Deutsche Bank and BNP Paribas have pushed back their forecasts for the policy rate move until March, matching levels projected by interest-rate swaps. Treasuries have returned 2.2 percent since midyear amid a slowdown in the economy and inflation. The Fed has kept its target for the benchmark federal funds rate near zero since 2008.

The two banks join Barclays and Toronto-Dominion Bank in expecting the Fed to prolong its wait after recent data indicating continuing sluggish economic growth. All four banks are among the 22 primary dealers that trade with the Fed.

The bank moves mirrors one seen among policy makers themselves, who have lowered their forecasts for the fed funds target at the end of 2016 in each of the past four meetings. Fed policy makers' median forecast for their overnight rate at year-end is 0.375 percent, down from the 1.125 percent they forecast at their December 2014 meeting.

“The market has led them,” said Christopher Sullivan, who oversees $2.4 billion as chief investment officer at United Nations Federal Credit Union in New York. “Yields have been coming down for longer than expectations for rate hikes have been pared. The Treasury market read this general slowing.”

The International Monetary Fund to cut its outlook for global growth this year to 3.1 percent from a July forecast of 3.3 percent.

Goldman Sachs Group chief economist Jan Hatzius said in a note to clients that a slowdown in output and employment may justify the Fed keeping the near-zero rate policy for “much longer, well into 2016 or potentially even beyond.” The bank, however, maintained its official forecast for an increase in December.

After the Fed's Sept. 17 meeting, Chair Janet Yellen said most policy makers still expect a rate increase this year and that the U.S. economy is performing well.

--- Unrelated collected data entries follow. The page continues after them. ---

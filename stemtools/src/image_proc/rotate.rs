//! Image rotation with quintic B-spline interpolation.
//!
//! The image is converted to B-spline coefficients with the recursive
//! prefilter of Unser, Aldroubi and Eden (mirror boundaries), then every
//! output pixel is mapped back into the input frame and evaluated with the
//! 6×6 quintic kernel. Output keeps the input shape; samples that map
//! outside the input are zero.

use ndarray::{Array2, ArrayView2, Axis};

/// Poles of the degree-5 B-spline prefilter
const QUINTIC_POLES: [f64; 2] = [-0.430_575_347_099_973_8, -0.043_096_288_203_264_65];
/// Support of the quintic kernel in samples
const SUPPORT: usize = 6;
/// Slack for output coordinates landing a hair outside the input domain
const EDGE_SLACK: f64 = 1e-9;

/// Centered quintic B-spline β⁵(t)
fn bspline5(t: f64) -> f64 {
    const BINOMIAL_6: [f64; 7] = [1.0, 6.0, 15.0, 20.0, 15.0, 6.0, 1.0];
    let mut sum = 0.0;
    for (k, &binom) in BINOMIAL_6.iter().enumerate() {
        let shifted = t + 3.0 - k as f64;
        if shifted > 0.0 {
            let term = binom * shifted.powi(5);
            sum += if k % 2 == 0 { term } else { -term };
        }
    }
    sum / 120.0
}

fn mirror_index(index: isize, n: usize) -> usize {
    if n == 1 {
        return 0;
    }
    let period = 2 * n as isize - 2;
    let k = index.rem_euclid(period);
    if k >= n as isize {
        (period - k) as usize
    } else {
        k as usize
    }
}

fn initial_causal(c: &[f64], z: f64) -> f64 {
    let n = c.len();
    let horizon = (f64::EPSILON.ln() / z.abs().ln()).ceil() as usize;
    if horizon < n {
        let mut zn = z;
        let mut sum = c[0];
        for value in c.iter().take(horizon).skip(1) {
            sum += zn * value;
            zn *= z;
        }
        sum
    } else {
        let mut zn = z;
        let iz = 1.0 / z;
        let mut z2n = z.powi(n as i32 - 1);
        let mut sum = c[0] + z2n * c[n - 1];
        z2n *= z2n * iz;
        for value in c.iter().take(n - 1).skip(1) {
            sum += (zn + z2n) * value;
            zn *= z;
            z2n *= iz;
        }
        sum / (1.0 - zn * zn)
    }
}

fn initial_anticausal(c: &[f64], z: f64) -> f64 {
    let n = c.len();
    (z / (z * z - 1.0)) * (z * c[n - 2] + c[n - 1])
}

/// Convert samples into interpolating B-spline coefficients in place
fn prefilter_line(c: &mut [f64]) {
    let n = c.len();
    if n < 2 {
        return;
    }
    let gain: f64 = QUINTIC_POLES
        .iter()
        .map(|&z| (1.0 - z) * (1.0 - 1.0 / z))
        .product();
    c.iter_mut().for_each(|v| *v *= gain);

    for &z in &QUINTIC_POLES {
        c[0] = initial_causal(c, z);
        for k in 1..n {
            c[k] += z * c[k - 1];
        }
        c[n - 1] = initial_anticausal(c, z);
        for k in (0..n - 1).rev() {
            c[k] = z * (c[k + 1] - c[k]);
        }
    }
}

/// B-spline coefficients of an image, separable along rows then columns
pub fn spline_coefficients(image: ArrayView2<f64>) -> Array2<f64> {
    let mut coeffs = image.to_owned();
    let mut line = Vec::new();
    for axis in [Axis(1), Axis(0)] {
        for mut lane in coeffs.lanes_mut(axis) {
            line.clear();
            line.extend(lane.iter().copied());
            prefilter_line(&mut line);
            for (dst, src) in lane.iter_mut().zip(line.iter()) {
                *dst = *src;
            }
        }
    }
    coeffs
}

/// Evaluate the spline defined by `coeffs` at fractional `(row, col)`
pub fn spline_sample(coeffs: &Array2<f64>, row: f64, col: f64) -> f64 {
    let (rows, cols) = coeffs.dim();
    let r_start = row.floor() as isize - 2;
    let c_start = col.floor() as isize - 2;

    let mut col_weights = [0.0; SUPPORT];
    let mut col_index = [0usize; SUPPORT];
    for j in 0..SUPPORT {
        let idx = c_start + j as isize;
        col_weights[j] = bspline5(col - idx as f64);
        col_index[j] = mirror_index(idx, cols);
    }

    let mut value = 0.0;
    for i in 0..SUPPORT {
        let idx = r_start + i as isize;
        let w_row = bspline5(row - idx as f64);
        if w_row == 0.0 {
            continue;
        }
        let r = mirror_index(idx, rows);
        let mut acc = 0.0;
        for j in 0..SUPPORT {
            acc += col_weights[j] * coeffs[[r, col_index[j]]];
        }
        value += w_row * acc;
    }
    value
}

/// Rotate an image about its centre by `angle_degrees`.
///
/// Positive angles rotate the content counter-clockwise as displayed with
/// row 0 at the top. The centre is `((rows − 1) / 2, (cols − 1) / 2)`.
pub fn rotate_image(image: ArrayView2<f64>, angle_degrees: f64) -> Array2<f64> {
    if image.is_empty() {
        return Array2::zeros(image.dim());
    }
    rotate_spline(&spline_coefficients(image), angle_degrees)
}

/// [`rotate_image`] on precomputed [`spline_coefficients`], for callers
/// that rotate the same image many times.
pub fn rotate_spline(coeffs: &Array2<f64>, angle_degrees: f64) -> Array2<f64> {
    let (rows, cols) = coeffs.dim();
    let (sin, cos) = angle_degrees.to_radians().sin_cos();
    let center_r = (rows as f64 - 1.0) / 2.0;
    let center_c = (cols as f64 - 1.0) / 2.0;
    let max_r = rows as f64 - 1.0 + EDGE_SLACK;
    let max_c = cols as f64 - 1.0 + EDGE_SLACK;

    Array2::from_shape_fn((rows, cols), |(r, c)| {
        let dr = r as f64 - center_r;
        let dc = c as f64 - center_c;
        let in_c = center_c + dc * cos - dr * sin;
        let in_r = center_r + dc * sin + dr * cos;
        if in_r < -EDGE_SLACK || in_c < -EDGE_SLACK || in_r > max_r || in_c > max_c {
            0.0
        } else {
            spline_sample(coeffs, in_r, in_c)
        }
    })
}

She reinforced that the path of rate rises would be gradual.

Interest-rate futures are pricing in a 39 percent likelihood of an increase by December, and a 62 percent probability of a move by March. The futures market first made March the most likely candidate for the lift-off date on Sept. 22. The calculations are based on the assumption that the effective fed funds rate will average 0.375 percent after liftoff, versus the current target range of zero to 0.25 percent.

BNP Paribas pushed back its forecast to March from December after the Labor Department's Oct. 2 report showed the economy added 142,000 jobs in September, less than the 201,000 median forecast of economists in a Bloomberg News survey.

Strength in the dollar may slow U.S. economic growth by one percentage point, Deutsche Bank economist Joseph LaVorgna wrote in a note Tuesday. Next year, lower energy prices will boost consumer spending, the labor market and housing, giving the Fed ammunition to raise rates in March, he wrote. Deutsche Bank previously forecast a December rate increase.